将IndexOf与arrayList中的customObject一起使用

Question

I'm wanting to be able to return the position of an object using the indexOf method, but only want to pass the name of the contact to search for this, is there any way for this to be done?

I currently have this method:

private static ArrayList<Contacts> contactList = new ArrayList<Contacts>();

public class Contacts {
private String name;
private String number;


public Contacts(String name, String number) {
    this.name = name;
    this.number = number;
}

public String getName() {
    return name;
}

public String getNumber() {
    return number;
}

public void setName(String name) {
    this.name = name;
}

public void setNumber(String number) {
    this.number = number;
}



public int findItem(String name) {

    return contactList.indexOf(name);
}

Answer 1

Heres a function that will achieve this without going through the whole list, I think the complexity is less than O(n):

public int findItem(String name)
    {
        int max = contactList.size();

        //you might have to subtract this by one 
        //I'm not sure off the top
        int descCnt = max;


        for(int cnt = 0; cnt <= max/2; cnt++)
        {
            if(contactList.get(cnt).getName().equals(name)) return cnt;
            if(contactList.get(descCnt).getName().equals(name)) return descCnt;
            --descCnt;
        }

    }

Answer 2

If you are doing a lot of lookups of Contacts by name, you can put the instances into a Map<String, Contacts> . The specific type of Map depends upon your requirements; a HashMap might suffice.

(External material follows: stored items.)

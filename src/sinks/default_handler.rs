//! 默认处理器
//!
//! 开箱即用的内置处理器，按以下严格顺序处理每个事件：
//!
//! 1. 级别门：级别数值大于 `max_level` 时直接返回
//! 2. 节流门：按签名查找上次输出时间，窗口内的事件被静默丢弃
//! 3. 渲染：非交互式输出为单行 JSON，交互式终端输出 emoji + 颜色，
//!    不支持装饰的宿主输出 `LABEL tag message`
//! 4. 写入 sink
//! 5. 致命门：`exit_on_error` 且级别为 error 时以非零状态终止进程
//!
//! # 使用示例
//!
//! ```rust
//! use logga::{replace_handlers, default_handler, DefaultHandlerOptions, Handler, LogLevel};
//!
//! let options = DefaultHandlerOptions::new()
//!     .max_level(LogLevel::Debug)
//!     .exit_on_error(false);
//! replace_handlers(Handler::new(move |data| default_handler(data, Some(&options))));
//! ```

use crate::config::DefaultHandlerOptions;
use crate::core::bus::Handler;
use crate::core::event::LogData;
use crate::core::level::LogLevel;
use crate::diagnostics::{global_diagnostics, Diagnostics};
use crate::sinks::exit::ProcessExit;
use crate::sinks::format::{format_json, format_plain, format_pretty, Timestamp};
use crate::sinks::stderr::StderrSink;
use crate::sinks::traits::{ExitCapability, RenderMode, SinkCapability};
use crate::throttle::{event_signature, ThrottleState};
use chrono::{DateTime, Utc};
use std::sync::Arc;
use std::time::Instant;

/// 致命门使用的退出状态
pub const ERROR_EXIT_CODE: i32 = 1;

/// 单个事件的处理结果
#[derive(Debug, Clone, Copy, PartialEq, Eq)]
pub enum Disposition {
    /// 被级别门丢弃
    LevelFiltered,
    /// 被节流门丢弃
    Throttled,
    /// 已写入 sink
    Written,
    /// 已渲染但写入失败
    WriteFailed,
}

/// 内置的渲染与节流处理器
///
/// 默认使用进程 stderr、进程退出和进程级共享的节流状态；三者均可替换。
#[derive(Debug, Clone)]
pub struct DefaultHandler {
    options: DefaultHandlerOptions,
    sink: Arc<dyn SinkCapability>,
    exit: Arc<dyn ExitCapability>,
    throttle: ThrottleState,
    diagnostics: Arc<Diagnostics>,
}

impl Default for DefaultHandler {
    fn default() -> Self {
        Self::new(DefaultHandlerOptions::default())
    }
}

impl DefaultHandler {
    /// 创建默认处理器
    pub fn new(options: DefaultHandlerOptions) -> Self {
        Self {
            options,
            sink: Arc::new(StderrSink::new()),
            exit: Arc::new(ProcessExit),
            throttle: ThrottleState::global(),
            diagnostics: global_diagnostics(),
        }
    }

    /// 替换输出目标
    pub fn with_sink<S: SinkCapability + 'static>(mut self, sink: S) -> Self {
        self.sink = Arc::new(sink);
        self
    }

    /// 替换进程终止能力
    pub fn with_exit<E: ExitCapability + 'static>(mut self, exit: E) -> Self {
        self.exit = Arc::new(exit);
        self
    }

    /// 使用独立的节流状态
    pub fn with_throttle_state(mut self, throttle: ThrottleState) -> Self {
        self.throttle = throttle;
        self
    }

    /// 使用独立的诊断计数器
    pub fn with_diagnostics(mut self, diagnostics: Arc<Diagnostics>) -> Self {
        self.diagnostics = diagnostics;
        self
    }

    pub fn options(&self) -> &DefaultHandlerOptions {
        &self.options
    }

    /// 处理一个事件
    pub fn handle(&self, data: &LogData) -> Disposition {
        self.handle_at(data, Instant::now(), Utc::now())
    }

    /// 以给定的单调时刻（节流）和墙钟时间（输出）处理一个事件
    pub fn handle_at(&self, data: &LogData, now: Instant, time: DateTime<Utc>) -> Disposition {
        if data.level > self.options.max_level {
            self.diagnostics.increment_events_dropped_level();
            return Disposition::LevelFiltered;
        }

        if let Some(throttle) = &self.options.throttle {
            let signature = event_signature(&throttle.signature, data);
            if !self.throttle.check(&signature, throttle.duration(), now) {
                self.diagnostics.increment_events_dropped_throttle();
                return Disposition::Throttled;
            }
        }

        let entry = self.render(data, RenderMode::select(self.sink.as_ref()), time);
        let disposition = match self.sink.write_line(&entry) {
            Ok(()) => {
                self.diagnostics.increment_lines_rendered();
                Disposition::Written
            }
            Err(e) => {
                self.diagnostics.increment_sink_errors();
                tracing::warn!(
                    target: "logga::sink",
                    "failed to write to {} sink: {}",
                    self.sink.name(),
                    e
                );
                Disposition::WriteFailed
            }
        };

        if self.options.exit_on_error && data.level == LogLevel::Error {
            self.exit.exit(ERROR_EXIT_CODE);
        }

        disposition
    }

    /// 按渲染模式生成输出行（不含结尾换行）
    pub fn render(&self, data: &LogData, mode: RenderMode, time: DateTime<Utc>) -> String {
        let show_stack = self.options.show_stack;
        match mode {
            RenderMode::Json => {
                match format_json(data, Timestamp::new(time, self.options.fast_time)) {
                    Ok(line) => line,
                    Err(e) => {
                        tracing::warn!(target: "logga::sink", "falling back to plain output: {}", e);
                        format_plain(data, show_stack)
                    }
                }
            }
            RenderMode::Pretty => format_pretty(data, show_stack),
            RenderMode::Plain => format_plain(data, show_stack),
        }
    }

    /// 转换为可注册到总线的处理器
    pub fn into_handler(self) -> Handler {
        Handler::new(move |data: &LogData| {
            self.handle(data);
        })
    }
}

/// 使用进程 stderr、进程退出与共享节流状态处理一个事件
///
/// 既是全局总线的隐式兜底处理器，也可以在自定义处理器中显式调用。
pub fn default_handler(data: &LogData, options: Option<&DefaultHandlerOptions>) {
    DefaultHandler::new(options.cloned().unwrap_or_default()).handle(data);
}
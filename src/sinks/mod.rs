//! Logga Sinks 模块
//!
//! 默认处理器及其宿主能力：输出目标（stderr、无装饰控制台、内存）与进程终止。

pub mod default_handler;
pub mod exit;
pub mod format;
pub mod memory;
pub mod stderr;
pub mod traits;

// 重新导出主要类型
pub use default_handler::{default_handler, DefaultHandler, Disposition, ERROR_EXIT_CODE};
pub use exit::{NoExit, ProcessExit, RecordedExit};
pub use memory::MemorySink;
pub use stderr::{PlainConsoleSink, StderrSink};
pub use traits::{ExitCapability, RenderMode, SinkCapability};
//! 机器可读输出的属性测试

use chrono::{TimeZone, Utc};
use logga::sinks::format::{format_json, format_plain, Timestamp};
use logga::{LogData, LogLevel};
use proptest::prelude::*;

fn any_level() -> impl Strategy<Value = LogLevel> {
    prop::sample::select(LogLevel::ALL.to_vec())
}

proptest! {
    #[test]
    fn json_line_parses_back_to_the_record(
        tag in ".*",
        message in ".*",
        stack in proptest::option::of(".*"),
        level in any_level(),
        millis in 0i64..4_102_444_800_000,
    ) {
        let mut data = LogData::new(tag, level, message);
        data.stack = stack;
        let time = Utc.timestamp_millis_opt(millis).unwrap();

        let line = format_json(&data, Timestamp::new(time, false)).unwrap();
        prop_assert!(!line.contains('\n'));
        prop_assert!(!line.contains('/') || line.contains("\\/"));

        let parsed: LogData = serde_json::from_str(&line).unwrap();
        prop_assert_eq!(parsed, data);

        let value: serde_json::Value = serde_json::from_str(&line).unwrap();
        prop_assert_eq!(
            value["time"].as_str().unwrap(),
            time.format("%Y-%m-%dT%H:%M:%S%.3fZ").to_string()
        );
    }

    #[test]
    fn fast_time_is_epoch_millis(millis in 0i64..4_102_444_800_000) {
        let data = LogData::new("t", LogLevel::Info, "m");
        let time = Utc.timestamp_millis_opt(millis).unwrap();
        let line = format_json(&data, Timestamp::new(time, true)).unwrap();
        let value: serde_json::Value = serde_json::from_str(&line).unwrap();
        prop_assert_eq!(value["time"].as_i64(), Some(millis));
    }

    #[test]
    fn plain_line_starts_with_label(tag in "[a-z:]{1,12}", level in any_level()) {
        let line = format_plain(&LogData::new(tag.clone(), level, "m"), false);
        let expected = format!("{} {} m", level.label(), tag);
        prop_assert_eq!(line, expected);
    }
}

Instead of contactList.add(contacts) , you can use:

contactMap.put(contacts.getName(), contacts);

and then look up an item in the map using:

contactMap.get(someName);

This will be faster to do the lookups than scanning through a list each time: each lookup will be O(1) for a HashMap , compared to O(n) for a list. However, it uses more memory.

---

Incidentally, your Contacts class looks like it represents a single contact, so it should be named as a singular: Contact .

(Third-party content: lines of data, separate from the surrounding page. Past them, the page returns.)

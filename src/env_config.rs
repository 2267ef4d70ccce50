//! 环境变量配置模块
//!
//! 从 `LOGGA_*` 环境变量读取默认处理器配置。无法解析的值被忽略并保留默认值。

use crate::config::{DefaultHandlerOptions, ThrottleOptions};
use crate::core::level::LogLevel;
use crate::error::{LoggaError, Result};
use std::env;

pub const ENV_MAX_LEVEL: &str = "LOGGA_MAX_LEVEL";
pub const ENV_SHOW_STACK: &str = "LOGGA_SHOW_STACK";
pub const ENV_EXIT_ON_ERROR: &str = "LOGGA_EXIT_ON_ERROR";
pub const ENV_FAST_TIME: &str = "LOGGA_FAST_TIME";
pub const ENV_THROTTLE_SIGNATURE: &str = "LOGGA_THROTTLE_SIGNATURE";
pub const ENV_THROTTLE_DURATION_MS: &str = "LOGGA_THROTTLE_DURATION_MS";

/// 环境变量配置管理器
pub struct EnvConfig;

impl EnvConfig {
    fn var(name: &str) -> Option<String> {
        env::var(name).ok().filter(|s| !s.trim().is_empty())
    }

    fn parse_flag(name: &str, value: &str) -> Result<bool> {
        match value.trim().to_lowercase().as_str() {
            "1" | "true" | "yes" | "on" => Ok(true),
            "0" | "false" | "no" | "off" => Ok(false),
            _ => Err(LoggaError::config(format!("{}={:?} is not a boolean", name, value))),
        }
    }

    fn parse_duration_ms(value: &str) -> Result<u64> {
        value.trim().parse().map_err(|e| {
            LoggaError::config(format!("{}={:?}: {}", ENV_THROTTLE_DURATION_MS, value, e))
        })
    }

    fn warn_ignored<T>(result: Result<T>) -> Option<T> {
        match result {
            Ok(value) => Some(value),
            Err(e) => {
                tracing::warn!(target: "logga::config", "ignoring environment value: {}", e);
                None
            }
        }
    }

    fn flag(name: &str) -> Option<bool> {
        let value = Self::var(name)?;
        Self::warn_ignored(Self::parse_flag(name, &value))
    }

    /// 读取级别上限
    pub fn max_level() -> Option<LogLevel> {
        let value = Self::var(ENV_MAX_LEVEL)?;
        Self::warn_ignored(value.parse())
    }

    pub fn show_stack() -> Option<bool> {
        Self::flag(ENV_SHOW_STACK)
    }

    pub fn exit_on_error() -> Option<bool> {
        Self::flag(ENV_EXIT_ON_ERROR)
    }

    pub fn fast_time() -> Option<bool> {
        Self::flag(ENV_FAST_TIME)
    }

    /// 读取节流配置；两个变量都未设置时返回 `None`
    pub fn throttle() -> Option<ThrottleOptions> {
        let signature = Self::var(ENV_THROTTLE_SIGNATURE);
        let duration_ms = Self::var(ENV_THROTTLE_DURATION_MS)
            .and_then(|v| Self::warn_ignored(Self::parse_duration_ms(&v)));
        if signature.is_none() && duration_ms.is_none() {
            return None;
        }
        let defaults = ThrottleOptions::default();
        Some(ThrottleOptions {
            signature: signature.unwrap_or(defaults.signature),
            duration_ms: duration_ms.unwrap_or(defaults.duration_ms),
        })
    }

    /// 在 `base` 之上应用环境变量
    pub fn apply(base: DefaultHandlerOptions) -> DefaultHandlerOptions {
        DefaultHandlerOptions {
            max_level: Self::max_level().unwrap_or(base.max_level),
            throttle: Self::throttle().or(base.throttle),
            show_stack: Self::show_stack().unwrap_or(base.show_stack),
            exit_on_error: Self::exit_on_error().unwrap_or(base.exit_on_error),
            fast_time: Self::fast_time().unwrap_or(base.fast_time),
        }
    }
}

impl DefaultHandlerOptions {
    /// 默认配置叠加 `LOGGA_*` 环境变量
    pub fn from_env() -> Self {
        EnvConfig::apply(Self::default())
    }
}

#[cfg(test)]
mod tests {
    use super::*;
    use std::sync::Mutex;

    // 环境变量是进程级状态，串行化这些测试
    static ENV_LOCK: Mutex<()> = Mutex::new(());

    fn clear() {
        for name in [
            ENV_MAX_LEVEL,
            ENV_SHOW_STACK,
            ENV_EXIT_ON_ERROR,
            ENV_FAST_TIME,
            ENV_THROTTLE_SIGNATURE,
            ENV_THROTTLE_DURATION_MS,
        ] {
            env::remove_var(name);
        }
    }

    #[test]
    fn test_env_overrides() {
        let _guard = ENV_LOCK.lock().unwrap_or_else(|e| e.into_inner());
        clear();
        env::set_var(ENV_MAX_LEVEL, "debug");
        env::set_var(ENV_EXIT_ON_ERROR, "false");
        env::set_var(ENV_THROTTLE_SIGNATURE, "${tag}");

        let options = DefaultHandlerOptions::from_env();
        assert_eq!(options.max_level, LogLevel::Debug);
        assert!(!options.exit_on_error);
        assert_eq!(
            options.throttle,
            Some(ThrottleOptions::new("${tag}", 1000))
        );
        clear();
    }

    #[test]
    fn test_malformed_values_keep_defaults() {
        let _guard = ENV_LOCK.lock().unwrap_or_else(|e| e.into_inner());
        clear();
        env::set_var(ENV_MAX_LEVEL, "loud");
        env::set_var(ENV_SHOW_STACK, "maybe");
        env::set_var(ENV_THROTTLE_DURATION_MS, "soon");

        let options = DefaultHandlerOptions::from_env();
        assert_eq!(options.max_level, LogLevel::Info);
        assert!(!options.show_stack);
        // 签名与时长都无效或缺失时不启用节流
        assert!(options.throttle.is_none());
        clear();
    }

    #[test]
    fn test_parse_errors_are_config_errors() {
        assert!(EnvConfig::parse_flag(ENV_FAST_TIME, " On ").unwrap());
        let err = EnvConfig::parse_flag(ENV_FAST_TIME, "maybe").unwrap_err();
        assert_eq!(err.category(), "config");
        assert_eq!(EnvConfig::parse_duration_ms(" 250 ").unwrap(), 250);
        assert!(EnvConfig::parse_duration_ms("-1").is_err());
    }

    #[test]
    fn test_unset_environment_is_default() {
        let _guard = ENV_LOCK.lock().unwrap_or_else(|e| e.into_inner());
        clear();
        assert_eq!(DefaultHandlerOptions::from_env(), DefaultHandlerOptions::default());
    }
}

Also, your find method is currently declared as an instance method:

public int findItem(String name) {

meaning you actually need an instance of Contacts to find another instance of Contacts . Instead, declare it static :

public static int findItem(String name) {

then you can invoke it without an instance:

Contacts found = Contacts.find("name");

Answer 3

What you ask is not in the contract of List#indexOf(Object) , so no, you should not try to make the list work that way.

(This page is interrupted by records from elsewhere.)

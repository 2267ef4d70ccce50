//! tracing 桥接层
//!
//! 将 `tracing` 事件重新发布到 [`EventBus`]：事件目标作为标签，`message` 字段作为消息，
//! 其余字段以 `key=value` 追加在消息之后。本库自身目标下的事件被跳过，避免反馈循环。

use crate::core::bus::{global_bus, EventBus};
use crate::core::event::LogData;
use crate::core::level::LogLevel;
use std::fmt;
use tracing::field::{Field, Visit};
use tracing::Event;
use tracing_subscriber::layer::Context;
use tracing_subscriber::Layer;

const INTERNAL_TARGET: &str = "logga";

fn is_internal(target: &str) -> bool {
    target == INTERNAL_TARGET
        || target
            .strip_prefix(INTERNAL_TARGET)
            .is_some_and(|rest| rest.starts_with("::"))
}

/// 把 tracing 事件发布到总线的处理层
#[derive(Debug, Clone)]
pub struct BusLayer {
    bus: EventBus,
}

impl BusLayer {
    /// 发布到指定总线
    pub fn new(bus: EventBus) -> Self {
        Self { bus }
    }

    /// 发布到全局总线
    pub fn global() -> Self {
        Self::new(global_bus().clone())
    }
}

#[derive(Default)]
struct MessageVisitor {
    message: String,
    fields: Vec<(String, String)>,
}

impl MessageVisitor {
    fn record(&mut self, field: &Field, value: String) {
        if field.name() == "message" {
            self.message = value;
        } else {
            self.fields.push((field.name().to_string(), value));
        }
    }

    fn into_message(self) -> String {
        let mut message = self.message;
        for (key, value) in self.fields {
            if !message.is_empty() {
                message.push(' ');
            }
            message.push_str(&key);
            message.push('=');
            message.push_str(&value);
        }
        message
    }
}

impl Visit for MessageVisitor {
    fn record_debug(&mut self, field: &Field, value: &dyn fmt::Debug) {
        self.record(field, format!("{:?}", value));
    }

    fn record_str(&mut self, field: &Field, value: &str) {
        self.record(field, value.to_string());
    }
}

impl<S> Layer<S> for BusLayer
where
    S: tracing::Subscriber,
{
    fn on_event(&self, event: &Event<'_>, _ctx: Context<'_, S>) {
        let metadata = event.metadata();
        if is_internal(metadata.target()) {
            return;
        }

        let mut visitor = MessageVisitor::default();
        event.record(&mut visitor);

        let data = LogData::new(
            metadata.target(),
            LogLevel::from(*metadata.level()),
            visitor.into_message(),
        );
        self.bus.publish(&data);
    }
}

#[cfg(test)]
mod tests {
    use super::*;
    use crate::core::bus::Handler;
    use std::sync::{Arc, Mutex};
    use tracing_subscriber::layer::SubscriberExt;

    fn capture(bus: &EventBus) -> Arc<Mutex<Vec<LogData>>> {
        let events = Arc::new(Mutex::new(Vec::new()));
        let sink = Arc::clone(&events);
        bus.add_handler(Handler::new(move |data: &LogData| {
            sink.lock().unwrap().push(data.clone());
        }));
        events
    }

    #[test]
    fn test_internal_targets() {
        assert!(is_internal("logga"));
        assert!(is_internal("logga::bus"));
        assert!(!is_internal("loggable"));
        assert!(!is_internal("app::logga"));
    }

    #[test]
    fn test_tracing_events_are_published() {
        let bus = EventBus::new();
        let events = capture(&bus);
        let subscriber = tracing_subscriber::registry().with(BusLayer::new(bus.clone()));

        tracing::subscriber::with_default(subscriber, || {
            tracing::warn!(target: "app::db", rows = 3, "slow query");
            tracing::trace!(target: "app::db", "fine detail");
        });

        let events = events.lock().unwrap();
        assert_eq!(events.len(), 2);
        assert_eq!(events[0].tag, "app::db");
        assert_eq!(events[0].level, LogLevel::Warn);
        assert_eq!(events[0].message, "slow query rows=3");
        assert_eq!(events[1].level, LogLevel::Debug);
    }

    #[test]
    fn test_internal_events_are_skipped() {
        let bus = EventBus::new();
        let events = capture(&bus);
        let subscriber = tracing_subscriber::registry().with(BusLayer::new(bus.clone()));

        tracing::subscriber::with_default(subscriber, || {
            tracing::warn!(target: "logga::sink", "write failed");
            // 注册处理器会产生 logga::bus 目标下的 debug 事件
            bus.add_handler(Handler::new(|_| {}));
        });

        assert!(events.lock().unwrap().is_empty());
    }
}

Instead, you can write your own method that will accomplish what you want relatively easily. Simply iterate over your list and find the Contact that matches the specified name.

/**
 * Returns the List index of the Contact with the specified name. If no such
 * Contact is found, -1 will be returned.
 */
public int findItem(String name) {
    for (int i = 0; i < contactList.size(); i++) {
        Contact contact = contactList.get(i);
        if (null == contact) continue;
        if (java.lang.Objects.equals(name, contact.getName())) return i;
    }
    return -1;
}

Answer 4

Just to add guys, I've been able to do it this way:

public void searchItem(String name) {
    for(int i = 0; i < contactList.size(); i++) {
        if(name.equals(contactList.get(i).getName())) {
            System.out.println("Found " + name);
            break;
        }
        else {
            System.out.println("Could not find name!");
        }
    }
}

However, is this not fairly inefficient if I were to have a larger list? Is there a more efficient way of doing this?

Answer 5

If you are interested. A better way is to override equals() and hashcode() in your object. And use the indexOf the proper way.

Your equals could determine the equality based on the name, therefore removing all that extra and unnecessary code.